Otra expresión de ese “lado oscuro” está en la pérdida de la conexión personal, del sentido de comunidad viva, físicamente real. Por supuesto que hemos podido aprender a usar herramientas y con ellas generar aprendizajes académicos, pero ¿estamos construyendo procesos de aprendizaje de la vida como interacción, como encuentro con los demás, como construcción de comunidades humanas? He podido saber incluso de la deshumanización misma de las herramientas, cuando se prohíbe a los niños o niñas utilizar los chats o las plataformas para expresar asuntos personales (incluso cuando están planteando situaciones dramáticas), porque “la plataforma solo es para el aprendizaje de los contenidos del programa”. Si ahora no existe relación presencial, si está deteriorado el sentido de la comunidad y si a eso se agrega que las herramientas no son para la expresión personal, ¿dónde estará el lugar para que aprendamos a apoyarnos unos a otros, y a sentirnos cobijados por la presencia y el arropamiento tierno de los demás? ¿Dónde lo aprenderán nuestros niños y niñas? ¿Sólo en el espacio familiar?

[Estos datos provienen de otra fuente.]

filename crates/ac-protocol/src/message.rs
use chrono::{DateTime, Utc};
use serde::{Deserialize, Serialize};

/// Who produced a transcript entry.
#[derive(Debug, Clone, Copy, PartialEq, Eq, Serialize, Deserialize)]
#[serde(rename_all = "lowercase")]
pub enum Role {
    User,
    Assistant,
}

impl Role {
    pub fn as_str(&self) -> &'static str {
        match self {
            Self::User => "user",
            Self::Assistant => "assistant",
        }
    }
}

impl std::fmt::Display for Role {
    fn fmt(&self, f: &mut std::fmt::Formatter<'_>) -> std::fmt::Result {
        f.write_str(self.as_str())
    }
}

/// One exchanged message in a conversation transcript.
#[derive(Debug, Clone, Serialize, Deserialize)]
pub struct ChatMessage {
    pub role: Role,
    pub text: String,
    pub sent_at: DateTime<Utc>,
}

impl ChatMessage {
    pub fn user(text: impl Into<String>) -> Self {
        Self {
            role: Role::User,
            text: text.into(),
            sent_at: Utc::now(),
        }
    }

    pub fn assistant(text: impl Into<String>) -> Self {
        Self {
            role: Role::Assistant,
            text: text.into(),
            sent_at: Utc::now(),
        }
    }
}

#[cfg(test)]
mod tests {
    use super::*;

    #[test]
    fn message_json_shape() {
        let msg = ChatMessage::user("temperature 2903893");
        let json = serde_json::to_value(&msg).unwrap();
        assert_eq!(json["role"], "user");
        assert_eq!(json["text"], "temperature 2903893");
        assert!(json["sent_at"].is_string());
    }
}
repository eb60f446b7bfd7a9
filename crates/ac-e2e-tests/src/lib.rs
//! Test-only crate; see `tests/`.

Como docentes también podemos estar expuestos a que las herramientas son útiles para que exista mayor control sobre nuestras ideologías, pero también sobre nuestras formas metodológicas y relacionales de ser profesores. Está bien que esto contribuya a evitar la agresividad, la violencia, el irrespeto y la irresponsabilidad de muchos docentes a quienes la pandemia les sirvió de escape de su trabajo dinámico y esforzado. Pero la alerta está sonando de parte de aquellos y aquellas docentes que buscan edificar su ejercicio docente en la creatividad y en las alternativas distintas a lo oficial e impuesto. Para este tipo de profesorado, es comprensible su rechazo firme a que las herramientas digitales (de comunicación o de gestión del aprendizaje) se usen para dirigir su forma de conducir los aprendizajes, de interactuar, de evaluar o para cuadricular y automatizar el cerebro docente. Peor si es el medio apasionado para controlarles su manera de pensar el mundo y de cómo sentirlo.
Porque la tecnología no es neutra (y tampoco la manera didáctica de usarla) es que el lado oscuro de las herramientas tiene que ser una preocupación de docentes que aman la vida y la educación. Estén o no estén dentro o ya fuera de una pandemia inconclusa como la actual.